Debt management plans primarily consolidate credit card debt, which happens to be the most common reason to consolidate debt.

But you can also add past due utilities, collection accounts, payday loans and medical debt for “payment convenience.” In other words, there isn’t a reduction in interest rates, but it can simplify and consolidate your bills.

However, the whole purpose of doing this is to reduce the interest rate you pay on debts as well as the amount you pay every month so it is important that have accurate financial records.

Here is a step-by-step sequence for getting a debt consolidation loan: Your new monthly payment and interest rate should be lower than the total you were paying.

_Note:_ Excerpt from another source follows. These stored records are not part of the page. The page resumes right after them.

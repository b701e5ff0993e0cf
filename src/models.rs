use std::sync::Arc;

use serde::Serialize;
use serde_json::Value;
use tokio::task::JoinHandle;

use crate::config::{Config, JobsConfig};
use crate::llm::{self, SharedEngine};
use crate::mode::OperatingMode;
use crate::queue::{JobQueue, Scheduler, StatsSnapshot, Worker};
use crate::storage::{validate_object_name, BookStore};
use crate::types::{AppError, AppResult};

/// Application context, built once at startup and shared by every handler.
#[derive(Clone)]
pub struct AppState {
    pub mode: OperatingMode,
    pub engine_name: String,
    pub jobs: JobQueue,
}

impl AppState {
    /// Load the engine for `mode`, open the book store and start the job
    /// scheduler.
    pub fn bootstrap(config: Config, mode: OperatingMode) -> anyhow::Result<(Self, JoinHandle<()>)> {
        let engine = llm::load_engine(mode, &config.engine)?;
        let books = BookStore::from_config(&config.storage)?;
        Ok(Self::start(&config.jobs, mode, engine, books))
    }

    /// Start the scheduler around an already loaded engine and book store.
    pub fn start(
        jobs_config: &JobsConfig,
        mode: OperatingMode,
        engine: SharedEngine,
        books: BookStore,
    ) -> (Self, JoinHandle<()>) {
        let (jobs, receiver) = JobQueue::bounded(jobs_config.queue_capacity);
        let engine_name = engine.name().to_string();
        let worker = Arc::new(Worker::new(engine, books));
        let scheduler = Scheduler::spawn(receiver, worker, jobs.stats());

        let state = Self {
            mode,
            engine_name,
            jobs,
        };
        (state, scheduler)
    }
}

// =============================================================================
// Requests
// =============================================================================

/// Decode a request body. Anything other than a JSON object is rejected.
pub fn decode_envelope(body: &[u8]) -> AppResult<Value> {
    let value: Value = serde_json::from_slice(body).map_err(|e| AppError::Decode(e.to_string()))?;
    if !value.is_object() {
        return Err(AppError::Decode("expected a JSON object".to_string()));
    }
    Ok(value)
}

fn optional_str(inputs: &Value, field: &str) -> AppResult<Option<String>> {
    match inputs.get(field) {
        None | Some(Value::Null) => Ok(None),
        Some(Value::String(s)) => Ok(Some(s.clone())),
        Some(other) => Err(AppError::Validation(format!(
            "field `{}` must be a string, got {}",
            field, other
        ))),
    }
}

fn required_str(inputs: &Value, field: &str) -> AppResult<String> {
    optional_str(inputs, field)?
        .ok_or_else(|| AppError::Validation(format!("missing required field `{}`", field)))
}

/// Accepts integers, floats (truncated) and strings holding an integer.
fn required_int(inputs: &Value, field: &str) -> AppResult<i64> {
    let invalid = |value: &Value| {
        AppError::Validation(format!("field `{}` must be an integer, got {}", field, value))
    };

    match inputs.get(field) {
        None | Some(Value::Null) => Err(AppError::Validation(format!(
            "missing required field `{}`",
            field
        ))),
        Some(Value::Number(n)) => n
            .as_i64()
            .or_else(|| n.as_f64().filter(|f| f.is_finite()).map(|f| f.trunc() as i64))
            .ok_or_else(|| invalid(&Value::Number(n.clone()))),
        Some(Value::String(s)) => s.trim().parse().map_err(|_| invalid(&Value::String(s.clone()))),
        Some(other) => Err(invalid(other)),
    }
}

#[derive(Debug, Clone, PartialEq, Eq)]
pub struct AskQuestionRequest {
    pub question: String,
    pub context: Option<String>,
}

impl AskQuestionRequest {
    pub fn from_envelope(inputs: &Value) -> AppResult<Self> {
        Ok(Self {
            question: required_str(inputs, "question")?,
            context: optional_str(inputs, "context")?,
        })
    }

    /// Prompt in the `$answer$; $question$ = ...` slot format.
    pub fn prompt(&self) -> String {
        let mut prompt = format!("$answer$; $question$ = {}", self.question);
        if let Some(context) = &self.context {
            prompt.push_str(&format!("; $context$ = {}", context));
        }
        prompt
    }
}

#[derive(Debug, Clone, PartialEq, Eq)]
pub struct SummarizeTextRequest {
    pub context: String,
}

impl SummarizeTextRequest {
    pub fn from_envelope(inputs: &Value) -> AppResult<Self> {
        Ok(Self {
            context: required_str(inputs, "context")?,
        })
    }
}

#[derive(Debug, Clone, PartialEq, Eq)]
pub struct SummarizeBatchRequest {
    pub input_filename: String,
    pub output_filename: String,
}

impl SummarizeBatchRequest {
    pub fn from_envelope(inputs: &Value) -> AppResult<Self> {
        let input_filename = required_str(inputs, "input_filename")?;
        let output_filename = required_str(inputs, "output_filename")?;
        validate_object_name(&input_filename)?;
        validate_object_name(&output_filename)?;
        Ok(Self {
            input_filename,
            output_filename,
        })
    }
}

#[derive(Debug, Clone, PartialEq, Eq)]
pub struct TakeNapRequest {
    pub nap_length: u64,
}

impl TakeNapRequest {
    pub fn from_envelope(inputs: &Value) -> AppResult<Self> {
        let nap_length = required_int(inputs, "nap_length")?;
        let nap_length = u64::try_from(nap_length).map_err(|_| {
            AppError::Validation(format!("field `nap_length` must not be negative, got {}", nap_length))
        })?;
        Ok(Self { nap_length })
    }
}

// =============================================================================
// Responses
// =============================================================================

#[derive(Debug, Clone, Copy, PartialEq, Eq, Serialize)]
#[serde(rename_all = "lowercase")]
pub enum ResponseStatus {
    Success,
    Failed,
}

/// Body returned by every job endpoint.
#[derive(Debug, Clone, PartialEq, Serialize)]
pub struct ApiResponse {
    pub status: ResponseStatus,
    #[serde(skip_serializing_if = "Option::is_none")]
    pub inputs: Option<Value>,
    #[serde(skip_serializing_if = "Option::is_none")]
    pub reason: Option<String>,
}

impl ApiResponse {
    /// Success that echoes the received body.
    pub fn success(inputs: Value) -> Self {
        Self {
            status: ResponseStatus::Success,
            inputs: Some(inputs),
            reason: None,
        }
    }

    /// Success without an echo.
    pub fn accepted() -> Self {
        Self {
            status: ResponseStatus::Success,
            inputs: None,
            reason: None,
        }
    }

    pub fn failed(reason: impl Into<String>) -> Self {
        Self {
            status: ResponseStatus::Failed,
            inputs: None,
            reason: Some(reason.into()),
        }
    }
}

#[derive(Debug, Clone, Serialize)]
pub struct HealthResponse {
    pub status: String,
    pub mode: OperatingMode,
    pub engine: String,
    pub timestamp: String,
    pub jobs: StatsSnapshot,
}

That can be effective, unless you have a less-than-perfect payment history and low credit score, which means you may not be approved for a debt consolidation loan or bill consolidation loan, as it is sometimes called.

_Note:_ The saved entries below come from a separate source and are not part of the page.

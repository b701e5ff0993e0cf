// Shared error type and result alias

/// Everything that can go wrong while admitting or running a job.
///
/// The first three variants (plus `Unavailable`) only ever occur on the
/// admission path and are turned into a failure envelope by the route layer.
/// The rest happen inside background jobs and end up in the logs.
#[derive(Debug, thiserror::Error)]
pub enum AppError {
    #[error("Invalid request body: {0}")]
    Decode(String),

    /// Carries the exact reason shown to the caller, e.g. "Not in QA mode".
    #[error("{0}")]
    ModeMismatch(String),

    #[error("Invalid request: {0}")]
    Validation(String),

    #[error("Not found: {0}")]
    NotFound(String),

    #[error("Inference engine error: {0}")]
    Engine(String),

    #[error("Storage error: {0}")]
    Storage(String),

    #[error("Service unavailable: {0}")]
    Unavailable(String),
}

impl From<std::io::Error> for AppError {
    fn from(err: std::io::Error) -> Self {
        AppError::Storage(err.to_string())
    }
}

pub type AppResult<T> = std::result::Result<T, AppError>;
// Logger initialization

use std::path::Path;

use tracing_appender::non_blocking::WorkerGuard;
use tracing_subscriber::{fmt, layer::SubscriberExt, util::SubscriberInitExt, EnvFilter};

const DEFAULT_FILTER: &str = "async_nlp=debug,tower_http=debug,axum=debug";

/// Install the global subscriber: stdout always, plus a daily rolling file
/// under `directory` when one is given. Keep the returned guard alive for
/// the life of the process or buffered file output is lost.
pub fn init_logger(directory: Option<&Path>) -> Option<WorkerGuard> {
    let filter = EnvFilter::try_from_default_env().unwrap_or_else(|_| DEFAULT_FILTER.into());
    let registry = tracing_subscriber::registry()
        .with(filter)
        .with(fmt::layer());

    match directory {
        Some(dir) => {
            let appender = tracing_appender::rolling::daily(dir, "async-nlp.log");
            let (writer, guard) = tracing_appender::non_blocking(appender);
            registry
                .with(fmt::layer().with_ansi(false).with_writer(writer))
                .init();
            Some(guard)
        }
        None => {
            registry.init();
            None
        }
    }
}
// S3-compatible object store

use async_trait::async_trait;
use s3::creds::Credentials;
use s3::error::S3Error;
use s3::{Bucket, Region};

use crate::config::StorageConfig;
use crate::storage::{validate_object_name, ObjectStore};
use crate::types::{AppError, AppResult};

pub struct S3Store {
    bucket: Box<Bucket>,
}

impl S3Store {
    pub fn from_config(config: &StorageConfig) -> AppResult<Self> {
        let bucket_name = config
            .s3_bucket
            .as_deref()
            .filter(|name| !name.is_empty())
            .ok_or_else(|| AppError::Storage("storage.s3_bucket must be set for the s3 provider".to_string()))?;

        let region = match &config.s3_endpoint {
            Some(endpoint) => Region::Custom {
                region: config.s3_region.clone(),
                endpoint: endpoint.clone(),
            },
            None => config
                .s3_region
                .parse()
                .map_err(|e| AppError::Storage(format!("Invalid S3 region {}: {}", config.s3_region, e)))?,
        };

        let credentials = Credentials::new(
            config.s3_access_key_id.as_deref(),
            config.s3_secret_access_key.as_deref(),
            None,
            None,
            None,
        )
        .map_err(|e| AppError::Storage(format!("Invalid S3 credentials: {}", e)))?;

        let mut bucket = Bucket::new(bucket_name, region, credentials)
            .map_err(|e| AppError::Storage(format!("Failed to open bucket {}: {}", bucket_name, e)))?;

        // Custom endpoints (MinIO and friends) generally want path-style URLs
        if config.s3_endpoint.is_some() {
            bucket = bucket.with_path_style();
        }

        Ok(Self { bucket: Box::new(bucket) })
    }
}

#[async_trait]
impl ObjectStore for S3Store {
    async fn get(&self, name: &str) -> AppResult<Vec<u8>> {
        validate_object_name(name)?;
        match self.bucket.get_object(name).await {
            Ok(response) if response.status_code() == 404 => Err(AppError::NotFound(name.to_string())),
            Ok(response) if response.status_code() >= 300 => Err(AppError::Storage(format!(
                "GET {} returned {}",
                name,
                response.status_code()
            ))),
            Ok(response) => Ok(response.bytes().to_vec()),
            Err(S3Error::HttpFailWithBody(404, _)) => Err(AppError::NotFound(name.to_string())),
            Err(e) => Err(AppError::Storage(format!("GET {} failed: {}", name, e))),
        }
    }

    async fn put(&self, name: &str, data: &[u8]) -> AppResult<()> {
        validate_object_name(name)?;
        let response = self
            .bucket
            .put_object(name, data)
            .await
            .map_err(|e| AppError::Storage(format!("PUT {} failed: {}", name, e)))?;

        if response.status_code() >= 300 {
            return Err(AppError::Storage(format!(
                "PUT {} returned {}",
                name,
                response.status_code()
            )));
        }
        Ok(())
    }
}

In either case, the loan you get will carry a high interest rate.

If you still can’t get a lower monthly payment and interest rate than you were paying, call a nonprofit credit counseling agency and go through a credit counseling session. Enter your current balances, monthly payments and interest rates under Current Debt Information.

Certified credit counselors can recommend your next course of action. Enter the proposed interest rate and repayment period under under Consolidated Loan Information. The calculator will show you how much you can save with a debt consolidation loan.

The drawback is that these loans require a good credit score, which might be difficult to achieve if you are already in debt.

There are several types of debt consolidation programs, and the goal of each is to reduce the interest rate and lower the monthly payment so you can pay off the debts in 3-5 years.

There are three major benefits of debt consolidation: The traditional method of consolidating debt is to take out one large loan from a bank or credit union and use that money to pay off several smaller debts.

DMP’s however, can pay the bills for you without having those debts accumulate interest.

Secured debts such as homes, property and automobiles can be refinanced, but are not considered good candidates for debt consolidation.Debt management is a form of nonprofit debt consolidation that will reduce your monthly payments and interest rates – all without a loan.